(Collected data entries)
★ ★ ★ ★ ★ ★ ★
//! Sled-backed event log
//!
//! Rows live in the `events` tree under a key that sorts them the way the
//! collapse job reads them:
//!
//! ```text
//! dataset_id (16 bytes) | created_at text | 0x00 | query length (u32 BE) | event id (16 bytes)
//! ```
//!
//! `created_at` uses the fixed-width store layout, so byte order is time order
//! and an inclusive `since` scan is a plain range scan.

use async_trait::async_trait;
use std::path::Path;
use tracing::{debug, info};
use uuid::Uuid;

use super::EventStore;
use crate::core::errors::{CollapseError, Result};
use crate::model::{
    format_timestamp, parse_timestamp, DatasetCheckpoint, DatasetId, EventId, EventRow, Timestamp,
};

const EVENTS_TREE: &str = "events";
const EVENT_INDEX_TREE: &str = "event_index";
const DATASETS_TREE: &str = "datasets";
const CHECKPOINTS_TREE: &str = "checkpoints";

/// Rows never handed to the collapse job
#[derive(Debug, Clone, PartialEq, Eq)]
pub struct ContentFilter {
    pub excluded_search_types: Vec<String>,
}

impl Default for ContentFilter {
    fn default() -> Self {
        Self {
            excluded_search_types: vec!["rag".to_string()],
        }
    }
}

impl ContentFilter {
    pub fn new(excluded_search_types: Vec<String>) -> Self {
        Self {
            excluded_search_types,
        }
    }

    pub fn admits(&self, row: &EventRow) -> bool {
        !self
            .excluded_search_types
            .iter()
            .any(|t| t == &row.search_type)
    }
}

/// Embedded [`EventStore`] on sled
pub struct SledEventStore {
    db: sled::Db,
    events: sled::Tree,
    event_index: sled::Tree,
    datasets: sled::Tree,
    checkpoints: sled::Tree,
    filter: ContentFilter,
}

impl SledEventStore {
    /// Open (or create) the store at `path`
    pub fn open(path: impl AsRef<Path>, filter: ContentFilter) -> Result<Self> {
        info!("Opening event store at: {:?}", path.as_ref());
        let db = sled::open(path)?;
        Self::from_db(db, filter)
    }

    /// Store that lives only as long as the process
    pub fn temporary(filter: ContentFilter) -> Result<Self> {
        let db = sled::Config::new().temporary(true).open()?;
        Self::from_db(db, filter)
    }

    fn from_db(db: sled::Db, filter: ContentFilter) -> Result<Self> {
        Ok(Self {
            events: db.open_tree(EVENTS_TREE)?,
            event_index: db.open_tree(EVENT_INDEX_TREE)?,
            datasets: db.open_tree(DATASETS_TREE)?,
            checkpoints: db.open_tree(CHECKPOINTS_TREE)?,
            db,
            filter,
        })
    }

    pub fn filter(&self) -> &ContentFilter {
        &self.filter
    }

    /// Append a row to the log; writer-side entry point.
    ///
    /// A parseable `created_at` is rewritten in the canonical layout so the
    /// key sorts in time order. Unparseable text is kept as-is.
    pub fn insert_event(&self, row: &EventRow) -> Result<()> {
        let mut row = row.clone();
        if let Ok(ts) = parse_timestamp(&row.created_at) {
            row.created_at = format_timestamp(&ts);
        }
        let key = event_key(&row);
        let value = serde_json::to_vec(&row)?;
        self.events.insert(&key, value)?;
        self.event_index.insert(row.id.as_bytes(), key)?;
        self.datasets.insert(row.dataset_id.as_bytes(), Vec::<u8>::new())?;
        Ok(())
    }

    /// Look up a single row, duplicates included
    pub fn get_event(&self, id: EventId) -> Result<Option<EventRow>> {
        let Some(key) = self.event_index.get(id.as_bytes())? else {
            return Ok(None);
        };
        match self.events.get(key)? {
            Some(bytes) => Ok(Some(serde_json::from_slice(&bytes)?)),
            None => Ok(None),
        }
    }

    /// Every row of a dataset in log order, duplicates and filtered rows included
    pub fn events(&self, dataset_id: DatasetId) -> Result<Vec<EventRow>> {
        self.events
            .scan_prefix(dataset_id.as_bytes())
            .map(|entry| {
                let (_, bytes) = entry?;
                Ok(serde_json::from_slice(&bytes)?)
            })
            .collect()
    }

    /// Ids currently flagged as duplicates in a dataset
    pub fn duplicate_ids(&self, dataset_id: DatasetId) -> Result<Vec<EventId>> {
        Ok(self
            .events(dataset_id)?
            .into_iter()
            .filter(|row| row.is_duplicate)
            .map(|row| row.id)
            .collect())
    }
}

#[async_trait]
impl EventStore for SledEventStore {
    async fn list_datasets(&self) -> Result<Vec<DatasetId>> {
        self.datasets
            .iter()
            .keys()
            .map(|key| {
                let key = key?;
                Uuid::from_slice(&key).map_err(|e| CollapseError::serialization("uuid", e))
            })
            .collect()
    }

    async fn fetch_events(
        &self,
        dataset_id: DatasetId,
        since: Option<Timestamp>,
        limit: usize,
    ) -> Result<Vec<EventRow>> {
        let prefix = dataset_id.as_bytes().to_vec();
        let mut start = prefix.clone();
        if let Some(since) = since {
            start.extend_from_slice(format_timestamp(&since).as_bytes());
        }

        let mut rows = Vec::with_capacity(limit.min(1024));
        for entry in self.events.range(start..) {
            if rows.len() >= limit {
                break;
            }
            let (key, bytes) = entry?;
            if !key.starts_with(&prefix) {
                break;
            }
            let row: EventRow = serde_json::from_slice(&bytes)?;
            if row.is_duplicate || !self.filter.admits(&row) {
                continue;
            }
            rows.push(row);
        }

        debug!(
            dataset_id = %dataset_id,
            since = ?since,
            fetched = rows.len(),
            "fetched event page"
        );
        Ok(rows)
    }

    async fn mark_duplicates(&self, ids: &[EventId]) -> Result<()> {
        for id in ids {
            let Some(key) = self.event_index.get(id.as_bytes())? else {
                debug!(event_id = %id, "skipping unknown event");
                continue;
            };
            self.events.fetch_and_update(key, |current| {
                let bytes = current?;
                match serde_json::from_slice::<EventRow>(bytes) {
                    Ok(mut row) if !row.is_duplicate => {
                        row.is_duplicate = true;
                        serde_json::to_vec(&row).ok().or_else(|| Some(bytes.to_vec()))
                    }
                    _ => Some(bytes.to_vec()),
                }
            })?;
        }
        Ok(())
    }

    async fn get_checkpoint(&self, dataset_id: DatasetId) -> Result<Option<DatasetCheckpoint>> {
        match self.checkpoints.get(dataset_id.as_bytes())? {
            Some(bytes) => Ok(Some(bincode::deserialize(&bytes)?)),
            None => Ok(None),
        }
    }

    async fn set_checkpoint(&self, checkpoint: &DatasetCheckpoint) -> Result<()> {
        let bytes = bincode::serialize(checkpoint)?;
        self.checkpoints
            .insert(checkpoint.dataset_id.as_bytes(), bytes)?;
        Ok(())
    }

    async fn compact(&self, dataset_id: DatasetId) -> Result<()> {
        let flushed = self.db.flush_async().await?;
        debug!(dataset_id = %dataset_id, flushed_bytes = flushed, "flushed event store");
        Ok(())
    }
}

fn event_key(row: &EventRow) -> Vec<u8> {
    let query_len = row.query.chars().count().min(u32::MAX as usize) as u32;
    let mut key = Vec::with_capacity(16 + row.created_at.len() + 1 + 4 + 16);
    key.extend_from_slice(row.dataset_id.as_bytes());
    key.extend_from_slice(row.created_at.as_bytes());
    key.push(0);
    key.extend_from_slice(&query_len.to_be_bytes());
    key.extend_from_slice(row.id.as_bytes());
    key
}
★ ★ ★ ★ ★ ★ ★
[Work to be completed]
Your response should be made up of the lines in the data that contain the word "limit".

[Response area]
        limit: usize,
        let mut rows = Vec::with_capacity(limit.min(1024));
            if rows.len() >= limit {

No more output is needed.